The critical work developing the next generation of non-hormonal, reversible male (or sperm-targeting) contraception is ongoing, and it is likely to be years before the first of these methods is available. Despite this, there are plenty of reasons to be excited about and optimistic for the future. These new methods will be transformational in ensuring reproductive autonomy for all, addressing significant challenges like unintended pregnancies, and helping meet the lofty sustainability goals necessary to improve the health of the planet and all its inhabitants.
In the meantime, it is important that people understand what sperm-targeting contraception options are available. Limited as they are, they at least provide opportunities for both parties to contribute towards family planning objectives, so it is vital that people understand them adequately and fully.
specifically for use by sperm-producing people is the male condom. Barrier methods do exactly what their name suggests: provide a literal, physical barrier that prevents sperm from fertilizing an egg.
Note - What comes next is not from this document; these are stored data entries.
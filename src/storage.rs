use crate::errors::AppError;
use crate::models::AppData;
use std::{env, path::Path, path::PathBuf};
use tokio::fs;
use tracing::error;

pub fn resolve_data_path() -> Result<PathBuf, std::io::Error> {
    if let Ok(path) = env::var("APP_DATA_PATH") {
        return Ok(PathBuf::from(path));
    }

    Ok(PathBuf::from("data/attendance.json"))
}

/// Missing or malformed data degrades to empty mappings; startup never fails
/// on bad persisted state.
pub async fn load_data(path: &Path) -> AppData {
    match fs::read(path).await {
        Ok(bytes) => match serde_json::from_slice(&bytes) {
            Ok(data) => data,
            Err(err) => {
                error!("failed to parse data file: {err}");
                AppData::default()
            }
        },
        Err(err) if err.kind() == std::io::ErrorKind::NotFound => AppData::default(),
        Err(err) => {
            error!("failed to read data file: {err}");
            AppData::default()
        }
    }
}

pub async fn persist_data(path: &Path, data: &AppData) -> Result<(), AppError> {
    let payload = serde_json::to_vec_pretty(data).map_err(AppError::internal)?;
    fs::write(path, payload).await.map_err(AppError::internal)?;
    Ok(())
}
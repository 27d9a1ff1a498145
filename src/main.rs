use attendance_app::{load_data, resolve_data_path, router, AppState};
use std::{env, net::SocketAddr};
use tokio::fs;
use tracing::info;
use tracing_subscriber::{fmt, EnvFilter};

#[tokio::main]
async fn main() -> Result<(), Box<dyn std::error::Error>> {
    fmt()
        .with_env_filter(EnvFilter::from_default_env().add_directive("info".parse()?))
        .init();

    let data_path = resolve_data_path()?;
    if let Some(parent) = data_path.parent() {
        fs::create_dir_all(parent).await?;
    }

    let data = load_data(&data_path).await;
    let state = AppState::new(data_path, data);
    let app = router(state);

    let port = env::var("PORT")
        .ok()
        .and_then(|value| value.parse::<u16>().ok())
        .unwrap_or(8080);
    let addr = SocketAddr::from(([0, 0, 0, 0], port));

    info!("listening on http://{addr}");
    let listener = tokio::net::TcpListener::bind(addr).await?;
    axum::serve(listener, app).await?;

    Ok(())
}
When used properly, male condoms are an effective way to prevent pregnancy. With proper use—and use at every act of intercourse—women whose partners use male condoms experience a 2% per-year pregnancy rate. However, with typical use the rate of pregnancy is 18% per-year. When used properly during sexual intercourse, oral sex, or anal sex, male condoms provide effective protection for both the user and their partner from sexually transmitted infections (STIs), including gonorrhea, chlamydia, hepatitis B, and HIV/AIDS. To a lesser extent, they also protect against genital herpes, human papillomavirus (HPV), and syphilis. Condoms have been used as a method of preventing STIs since at least the 15th century, with people experimenting with a host of different materials for them, including sheep intestines. Rubber condoms became available in 1855, followed by latex condoms in the 1920s. As of 2019, globally around 21% of those using birth control use the condom, making it the second-most common method after female sterilization (24%).
Vasectomies are usually performed in a physician's office or medical clinic; hospitalization is not normally required as the procedure is not complicated, the incisions are small, and the necessary equipment routine. In fact, due to the relative simplicity of the surgery, a vasectomy usually takes less than a half-hour to complete. After a brief recovery at the doctor's office (around an hour), the patient is sent home to rest.
Many vasectomy patients find that they can resume their typical sexual behavior within a week, and do so with little or no discomfort, owing to the minimally invasive nature of the procedure. However, pregnancy is still possible as long as the sperm count is above zero, so another method of contraception needs to be relied upon until another sperm count is performed either two months after the vasectomy or after ten to twenty ejaculations have occurred to ensure that the count is low enough for the vasectomized individual to be considered infertile. Additionally, vasectomies do not provide STI protection, so another contraceptive method (i.e., male condom) that offers such protection should be used.
Men are usually counseled and advised to consider how the long-term outcome of a vasectomy might affect them both emotionally and physically as the procedure is considered a permanent method of contraception and is not easily reversed. The procedure is often discouraged for young, single, childless men as their chances for biological parenthood are more or less permanently reduced to almost zero; they need to determine their own comfort in possibly wanting to conceive a child with a partner, or not.
The withdrawal method of contraception (also known as coitus interruptus ) is the practice of removing the penis from the vagina, and away from a woman's external genitals, before ejaculation during sexual intercourse in an effort to prevent pregnancy. The goal of the withdrawal method (also colloquially known as "pulling out") is to prevent sperm from entering the female reproductive tract. The withdrawal method is not recommended as it does not offer STI protection and it isn't effective at preventing pregnancy with respect to other forms of birth control. Consider this: it is estimated that one-in-five couples (20%) who practice the withdrawal method for one year will experience a pregnancy. Additionally, some couples have reported that this approach to pregnancy prevention disrupts sexual pleasure.